What are you paying attention to?

Dear colleagues,

What are you paying attention to? Your experience of life is made up of all the things to which you pay attention. That may seem obvious enough, but it has profound implications.

For example, if you spend a fair bit of time dwelling on slights and disappointments from your past, that affects how you experience the world: it's a world of slights and disappointments.

People vary enormously in what they pay attention to. One person walking down the street may be looking at buildings, another lost in thought about the next appointment and yet another glorying in the sensation of air on the skin. Listening to a speaker, one audience member will attend to the words, another to the speaker's tone of voice and yet another to the speaker's appearance.

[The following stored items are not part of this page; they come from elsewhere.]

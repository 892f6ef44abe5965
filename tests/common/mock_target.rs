//! Mock TargetStore for testing.
//!
//! Records every put() and commit() for assertions.
//! Configurable failures to exercise the fail-fast and retry paths.

use keyspace_mirror::target::{BoxFuture, Op, StoreError, TargetStore};
use std::sync::atomic::{AtomicBool, AtomicUsize, Ordering};
use tokio::sync::RwLock;

/// Mock implementation of TargetStore that records all calls.
///
/// # Example
/// ```rust,ignore
/// let target = RecordingTarget::new();
/// target.fail_commits_after(2);
///
/// // Use in tests...
///
/// let commits = target.commits().await;
/// assert_eq!(commits.len(), 2);
/// ```
pub struct RecordingTarget {
    /// Recorded put() calls (key, value)
    puts: RwLock<Vec<(String, Vec<u8>)>>,
    /// Recorded commit() calls
    commits: RwLock<Vec<Vec<Op>>>,
    /// Fail every put after N successful ones
    fail_puts_after: AtomicUsize,
    /// Fail every commit after N successful ones
    fail_commits_after: AtomicUsize,
    /// Fail the next N commit attempts, then recover
    transient_commit_failures: AtomicUsize,
    /// Never resolve put() / commit() calls
    hang_puts: AtomicBool,
    hang_commits: AtomicBool,
    put_count: AtomicUsize,
    commit_count: AtomicUsize,
}

#[allow(dead_code)]
impl RecordingTarget {
    /// Create a mock that accepts everything.
    pub fn new() -> Self {
        Self {
            puts: RwLock::new(Vec::new()),
            commits: RwLock::new(Vec::new()),
            fail_puts_after: AtomicUsize::new(usize::MAX),
            fail_commits_after: AtomicUsize::new(usize::MAX),
            transient_commit_failures: AtomicUsize::new(0),
            hang_puts: AtomicBool::new(false),
            hang_commits: AtomicBool::new(false),
            put_count: AtomicUsize::new(0),
            commit_count: AtomicUsize::new(0),
        }
    }

    /// Configure put() to fail after N successful calls.
    pub fn fail_puts_after(&self, n: usize) {
        self.fail_puts_after.store(n, Ordering::SeqCst);
    }

    /// Configure commit() to fail after N successful calls.
    pub fn fail_commits_after(&self, n: usize) {
        self.fail_commits_after.store(n, Ordering::SeqCst);
    }

    /// Fail the next `n` commit attempts, then accept again.
    pub fn fail_next_commits(&self, n: usize) {
        self.transient_commit_failures.store(n, Ordering::SeqCst);
    }

    /// Make every later put() wait forever, like an unresponsive cluster.
    pub fn hang_puts(&self) {
        self.hang_puts.store(true, Ordering::SeqCst);
    }

    /// Make every later commit() wait forever.
    pub fn hang_commits(&self) {
        self.hang_commits.store(true, Ordering::SeqCst);
    }

    /// Total put attempts, including failed and hung ones.
    pub fn put_attempts(&self) -> usize {
        self.put_count.load(Ordering::SeqCst)
    }

    /// Get all recorded put() calls.
    pub async fn puts(&self) -> Vec<(String, Vec<u8>)> {
        self.puts.read().await.clone()
    }

    /// Get all recorded commit() calls.
    pub async fn commits(&self) -> Vec<Vec<Op>> {
        self.commits.read().await.clone()
    }

    /// Sizes of the recorded transactions, in order.
    pub async fn commit_sizes(&self) -> Vec<usize> {
        self.commits.read().await.iter().map(Vec::len).collect()
    }

    /// Keys of every committed operation, in order.
    pub async fn committed_keys(&self) -> Vec<String> {
        self.commits
            .read()
            .await
            .iter()
            .flatten()
            .map(|op| op.key().to_string())
            .collect()
    }

    /// Total commit attempts, including failed ones.
    pub fn commit_attempts(&self) -> usize {
        self.commit_count.load(Ordering::SeqCst)
    }
}

impl Default for RecordingTarget {
    fn default() -> Self {
        Self::new()
    }
}

impl TargetStore for RecordingTarget {
    fn put(&self, key: String, value: Vec<u8>) -> BoxFuture<'_, ()> {
        Box::pin(async move {
            let count = self.put_count.fetch_add(1, Ordering::SeqCst);
            if self.hang_puts.load(Ordering::SeqCst) {
                futures::future::pending::<()>().await;
            }
            if count >= self.fail_puts_after.load(Ordering::SeqCst) {
                return Err(StoreError(format!("Simulated put failure on {}", key)));
            }

            self.puts.write().await.push((key, value));
            Ok(())
        })
    }

    fn commit(&self, ops: Vec<Op>) -> BoxFuture<'_, ()> {
        Box::pin(async move {
            self.commit_count.fetch_add(1, Ordering::SeqCst);
            if self.hang_commits.load(Ordering::SeqCst) {
                futures::future::pending::<()>().await;
            }

            let transient = self.transient_commit_failures.load(Ordering::SeqCst);
            if transient > 0 {
                self.transient_commit_failures.store(transient - 1, Ordering::SeqCst);
                return Err(StoreError("Simulated transient commit failure".to_string()));
            }

            let mut commits = self.commits.write().await;
            if commits.len() >= self.fail_commits_after.load(Ordering::SeqCst) {
                return Err(StoreError("Simulated commit failure".to_string()));
            }
            commits.push(ops);
            Ok(())
        })
    }
}

#[cfg(test)]
mod tests {
    use super::*;

    #[tokio::test]
    async fn test_mock_records_calls() {
        let target = RecordingTarget::new();

        target.put("k".into(), b"v".to_vec()).await.unwrap();
        target.commit(vec![Op::delete("k")]).await.unwrap();

        assert_eq!(target.puts().await, vec![("k".to_string(), b"v".to_vec())]);
        assert_eq!(target.commits().await, vec![vec![Op::delete("k")]]);
    }

    #[tokio::test]
    async fn test_mock_fail_after() {
        let target = RecordingTarget::new();
        target.fail_puts_after(1);

        assert!(target.put("a".into(), vec![]).await.is_ok());
        assert!(target.put("b".into(), vec![]).await.is_err());
    }

    #[tokio::test]
    async fn test_mock_transient_commit_failures() {
        let target = RecordingTarget::new();
        target.fail_next_commits(1);

        assert!(target.commit(vec![]).await.is_err());
        assert!(target.commit(vec![]).await.is_ok());
        assert_eq!(target.commit_attempts(), 2);
    }

    #[tokio::test]
    async fn test_mock_hang_commits() {
        let target = RecordingTarget::new();
        target.hang_commits();

        let pending = tokio::time::timeout(
            std::time::Duration::from_millis(20),
            target.commit(vec![Op::delete("k")]),
        )
        .await;
        assert!(pending.is_err());
        assert_eq!(target.commit_attempts(), 1);
        assert!(target.commits().await.is_empty());
    }
}
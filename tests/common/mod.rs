//! Shared test utilities for integration, chaos and property tests.
//!
//! This module provides:
//! - A recording TargetStore with fault injection
//! - A scripted ChangeSource for deterministic snapshot/watch input
//! - Event and config helpers

pub mod mock_target;
pub mod scripted_source;

#[allow(unused_imports)]
pub use mock_target::*;
#[allow(unused_imports)]
pub use scripted_source::*;

use keyspace_mirror::MirrorConfig;

/// Config for a test run: identity mapping over `prefix`, no progress noise.
#[allow(dead_code)]
pub fn test_config(prefix: &str) -> MirrorConfig {
    MirrorConfig {
        prefix: prefix.to_string(),
        progress_interval: "1h".to_string(),
        ..MirrorConfig::for_testing("127.0.0.1:2379")
    }
}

Two people in the same room may be attending to entirely different facets of the world - one to the footy on the tele, the other to the empty beer bottles on the floor - with consequences for communication and maintaining the relationship.

Winifred Gallagher has written an engaging account of the implications of attention, especially in light of recent research. Her book Rapt: Attention and the Focused Life is an opportunity to reflect on one's own patterns of attention.

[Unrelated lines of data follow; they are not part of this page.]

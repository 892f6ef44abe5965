// Copyright (c) 2025-2026 Adrian Robinson. Licensed under the AGPL-3.0.
// See LICENSE file in the project root for full license text.

//! Transaction batcher for watch events.
//!
//! Groups mapped operations into atomic, size-bounded transactions without
//! splitting a source revision unless the size limit forces it.
//!
//! # Design
//!
//! ```text
//! Op + revision ──▶ TransactionBatcher ──┬──▶ revision > group revision?
//!                                        │        commit group first
//!                   Vec<Op> (ordered)    │
//!                                        ├──▶ push op
//!                                        │
//!                                        └──▶ len == max_txn_ops?
//!                                                 commit now
//! ```
//!
//! Revisions arrive in non-decreasing order, so the group's revision is the
//! revision of its first member. A revision carrying more than
//! `max_txn_ops` events is split across consecutive transactions; the split
//! is logged and counted but never reordered.

use crate::error::{MirrorError, Result};
use crate::metrics;
use crate::source::Revision;
use crate::target::{Op, TargetStore};
use std::sync::Arc;
use std::time::Instant;
use tracing::{debug, warn};

/// Outcome of one committed transaction.
#[derive(Debug, Clone, Copy, PartialEq, Eq)]
pub struct CommitResult {
    /// Operations in the transaction.
    pub ops: usize,
    /// Source revision of the group.
    pub revision: Revision,
}

/// Running totals for a batcher.
#[derive(Debug, Clone, Default, PartialEq, Eq)]
pub struct BatchStats {
    pub transactions: u64,
    pub ops_committed: u64,
    /// Revisions split across transactions by the size limit.
    pub revision_splits: u64,
    pub last_committed_revision: Option<Revision>,
}

/// Accumulates operations and commits them to the target store.
pub struct TransactionBatcher<T: TargetStore> {
    target: Arc<T>,
    max_txn_ops: usize,
    group: Vec<Op>,
    group_revision: Revision,
    /// Revision whose group was last committed because it hit the size limit.
    size_flushed: Option<Revision>,
    stats: BatchStats,
}

impl<T: TargetStore> TransactionBatcher<T> {
    /// Create a batcher. A limit of zero is treated as one.
    pub fn new(target: Arc<T>, max_txn_ops: usize) -> Self {
        let max_txn_ops = max_txn_ops.max(1);
        Self {
            target,
            max_txn_ops,
            group: Vec::with_capacity(max_txn_ops),
            group_revision: 0,
            size_flushed: None,
            stats: BatchStats::default(),
        }
    }

    /// Add an operation observed at `revision`.
    ///
    /// Returns the transaction committed by this call, if any.
    pub async fn append(&mut self, op: Op, revision: Revision) -> Result<Option<CommitResult>> {
        let mut committed = None;

        if !self.group.is_empty() && revision > self.group_revision {
            committed = Some(self.commit().await?);
        }

        if self.group.is_empty() {
            if self.size_flushed == Some(revision) {
                self.stats.revision_splits += 1;
                metrics::record_revision_split();
                warn!(
                    revision,
                    max_txn_ops = self.max_txn_ops,
                    "Revision exceeds max_txn_ops, splitting across transactions"
                );
            }
            self.group_revision = revision;
        }
        self.group.push(op);

        if self.group.len() >= self.max_txn_ops {
            let result = self.commit().await?;
            self.size_flushed = Some(result.revision);
            committed = Some(result);
        }

        Ok(committed)
    }

    /// Commit the pending group, if any.
    pub async fn flush(&mut self) -> Result<Option<CommitResult>> {
        if self.group.is_empty() {
            return Ok(None);
        }
        self.commit().await.map(Some)
    }

    /// Commit whatever remains once the change stream has ended.
    pub async fn flush_final(&mut self) -> Result<Option<CommitResult>> {
        let result = self.flush().await?;
        self.size_flushed = None;
        Ok(result)
    }

    /// Pending operations.
    pub fn len(&self) -> usize {
        self.group.len()
    }

    pub fn is_empty(&self) -> bool {
        self.group.is_empty()
    }

    pub fn max_txn_ops(&self) -> usize {
        self.max_txn_ops
    }

    pub fn stats(&self) -> &BatchStats {
        &self.stats
    }

    async fn commit(&mut self) -> Result<CommitResult> {
        let ops = std::mem::replace(&mut self.group, Vec::with_capacity(self.max_txn_ops));
        let count = ops.len();
        let revision = self.group_revision;
        let start = Instant::now();

        if let Err(e) = self.target.commit(ops).await {
            metrics::record_txn_failure(count);
            return Err(MirrorError::Commit {
                ops: count,
                message: e.to_string(),
            });
        }

        let elapsed = start.elapsed();
        self.stats.transactions += 1;
        self.stats.ops_committed += count as u64;
        self.stats.last_committed_revision = Some(revision);
        metrics::record_txn_commit(count, elapsed);
        metrics::set_last_committed_revision(revision);

        debug!(
            ops = count,
            revision,
            duration_ms = elapsed.as_millis() as u64,
            "Transaction committed"
        );

        Ok(CommitResult { ops: count, revision })
    }
}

She covers attention in relation to everyday life, work, relationships, creativity, attention disorders, motivation, health and the meaning of life. She makes the topics appealing with a mixture of comments from researchers, descriptions of intriguing research findings, and personal anecdotes.

For example, in a chapter titled "focus interruptus", Gallagher discusses memory champions (who develop incredible capacities to focus their attention), attentional styles, multitasking, ADHD, and mental workout software.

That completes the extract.